Directing AI skill sets toward health care
One of the biggest challenges in the way of realizing big data success in health care is workforce. Historically, researchers in AI and data science attracted the attention of the financial industry.
“We don’t have enough people in this area,” Olatosi says. “The people with the skill sets that we need are in high demand in other industries that pay way more than health care can afford.”
That’s why the center maintains workforce training pipeline programs. They start at the undergraduate level with training that targets their development in the hopes that they’ll want to continue to the master’s level. At the doctoral level, a program targets pre-doctoral training, and there is support for junior faculty as well.
There is also training for community scholars. “That is, talking to people from the community to learn about what this is, not be afraid of it and then become champions in their own community on the benefits of this,” Olatosi says.
“Without that workforce, you’re not going to be able to grow as quickly as you want in this area,” he says.

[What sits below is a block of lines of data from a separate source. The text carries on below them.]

#[cfg(test)]
mod tests {
    use super::*;
    use crate::loader::{load, Dataset};
    use crate::storage::MemoryPersister;
    use serde_json::json;

    fn setup() -> (Resolvers, Arc<MemoryPersister>) {
        let store = Arc::new(EntityStore::new());
        let dataset = Dataset::from_value(&json!({
            "breweries": [{ "id": "1", "name": "Guinness", "country": "Ireland" }],
            "beers": [{ "id": "1", "name": "Draught", "style": "Stout", "breweryId": "1" }],
            "users": [{ "id": "1", "name": "Ann", "email": "ann@x.io" }],
            "reviews": [{ "id": "1", "text": "Creamy", "rating": "5", "beerId": "1", "userId": "1" }]
        }))
        .unwrap();
        load(&store, &dataset).unwrap();

        let persister = Arc::new(MemoryPersister::new());
        (Resolvers::new(store, persister.clone()), persister)
    }

    #[test]
    fn test_add_user_then_read_back() {
        let (resolvers, persister) = setup();
        let user = resolvers
            .add_user(AddUserInput { name: "Ann".into(), email: "ann@x.io".into() })
            .unwrap();

        let read = resolvers.user(&user.id).unwrap();
        assert_eq!(read.name, "Ann");
        assert_eq!(read.email, "ann@x.io");
        assert_eq!(persister.writes(), vec![EntityKind::User]);
        assert_eq!(persister.snapshot(EntityKind::User).unwrap().len(), 2);
    }

    #[test]
    fn test_add_beer_missing_brewery() {
        let (resolvers, persister) = setup();
        let before = resolvers.beers().len();

        let err = resolvers
            .add_beer(AddBeerInput { name: "IPA".into(), style: "Ale".into(), brewery_id: "999".into() })
            .unwrap_err();

        assert!(matches!(err, Error::ReferenceNotFound { kind: EntityKind::Brewery, .. }));
        assert_eq!(resolvers.beers().len(), before);
        assert!(persister.writes().is_empty());
    }

    #[test]
    fn test_add_beer_links_brewery() {
        let (resolvers, persister) = setup();
        let beer = resolvers
            .add_beer(AddBeerInput { name: "IPA".into(), style: "Ale".into(), brewery_id: "1".into() })
            .unwrap();

        let brewery = resolvers.beer_brewery(&beer).unwrap();
        assert_eq!(brewery.id, "1");
        let beers = resolvers.brewery_beers(&brewery);
        assert_eq!(beers.iter().filter(|b| b.id == beer.id).count(), 1);
        assert_eq!(persister.writes(), vec![EntityKind::Beer]);
    }

    #[test]
    fn test_add_review_persists_only_reviews() {
        let (resolvers, persister) = setup();
        let review = resolvers
            .add_review(AddReviewInput {
                text: "Great!".into(),
                rating: 5,
                beer_id: "1".into(),
                user_id: "1".into(),
            })
            .unwrap();

        let beer = resolvers.beer("1").unwrap();
        let reviews = resolvers.beer_reviews(&beer);
        assert_eq!(reviews.iter().filter(|r| r.id == review.id).count(), 1);
        assert_eq!(resolvers.user_reviews(&resolvers.user("1").unwrap()).len(), 2);

        assert_eq!(persister.writes(), vec![EntityKind::Review]);
        assert!(persister.snapshot(EntityKind::Beer).is_none());
        assert!(resolvers.store().check_integrity().is_empty());
    }

    #[test]
    fn test_add_review_missing_user() {
        let (resolvers, _) = setup();
        let err = resolvers
            .add_review(AddReviewInput {
                text: "?".into(),
                rating: 1,
                beer_id: "1".into(),
                user_id: "nobody".into(),
            })
            .unwrap_err();
        assert!(matches!(err, Error::ReferenceNotFound { kind: EntityKind::User, .. }));
        assert_eq!(resolvers.reviews().len(), 1);
    }

    #[test]
    fn test_best_effort_keeps_mutation() {
        let (resolvers, persister) = setup();
        persister.set_failing(true);

        let user = resolvers
            .add_user(AddUserInput { name: "Bob".into(), email: "bob@x.io".into() })
            .unwrap();
        assert!(resolvers.user(&user.id).is_some());
    }

    #[test]
    fn test_strict_rolls_back_mutation() {
        let (resolvers, persister) = setup();
        let resolvers = resolvers.with_policy(DurabilityPolicy::Strict);
        persister.set_failing(true);

        let err = resolvers
            .add_review(AddReviewInput {
                text: "Lost".into(),
                rating: 2,
                beer_id: "1".into(),
                user_id: "1".into(),
            })
            .unwrap_err();

        assert!(matches!(err, Error::PersistenceFailure { kind: EntityKind::Review, .. }));
        assert_eq!(resolvers.reviews().len(), 1);
        assert_eq!(resolvers.beer("1").unwrap().review_ids, vec!["1"]);
        assert_eq!(resolvers.user("1").unwrap().review_ids, vec!["1"]);
    }

    #[test]
    fn test_resolve_by_name() {
        let (resolvers, _) = setup();

        assert!(matches!(resolvers.resolve("beers", &json!({})).unwrap(), Resolved::Many(v) if v.len() == 1));
        assert_eq!(resolvers.resolve("beer", &json!({ "id": "missing" })).unwrap(), Resolved::Null);
        assert!(matches!(resolvers.resolve("brewery", &json!({ "id": 1 })).unwrap(), Resolved::One(_)));
        assert!(resolvers.resolve("beer", &json!({})).is_err());
        assert!(resolvers.resolve("wines", &json!({})).is_err());

        let added = resolvers
            .resolve("addUser", &json!({ "input": { "name": "John Doe", "email": "john@example.com" } }))
            .unwrap();
        match added {
            Resolved::One(node) => assert_eq!(node.scalar("email"), Some(json!("john@example.com"))),
            other => panic!("unexpected {:?}", other),
        }
    }

    #[test]
    fn test_resolve_field() {
        let (resolvers, _) = setup();
        let review = Node::Review(resolvers.review("1").unwrap());

        match resolvers.resolve_field(&review, "user").unwrap() {
            Resolved::One(Node::User(user)) => assert_eq!(user.name, "Ann"),
            other => panic!("unexpected {:?}", other),
        }
        assert!(resolvers.resolve_field(&review, "brewery").is_err());
    }

    #[test]
    fn test_lookup_miss_is_not_found() {
        let (resolvers, _) = setup();
        assert_eq!(resolvers.lookup(EntityKind::Beer, "1").unwrap().id(), "1");
        assert!(resolvers.lookup(EntityKind::Beer, "2").unwrap_err().is_not_found());
    }
}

The dedication of USC’s students was realized when a team won the annual conference’s 24-hour student competition for the first time. Each school’s team was presented with real data to address analytical solutions for real health issues.
“They loved it. We were proud,” Olatosi says. “They’re very competitive. They don’t sleep well during the taxing competition, which is ironic because this year’s study was on sleep.”
The next Big Data Health Science Conference will be Feb. 13-14, 2025, when it moves to a Thursday-Friday time frame at the Pastides Alumni Center.
Olatosi is looking forward to how all the advances in research for technology, data analysis, patient engagement and workforce will be coming together.
“Eventually, we’re going to have the capacity to really get all the data occurring in you in real time,” he says. “And that’s going to be a game-changer for precision medicine.”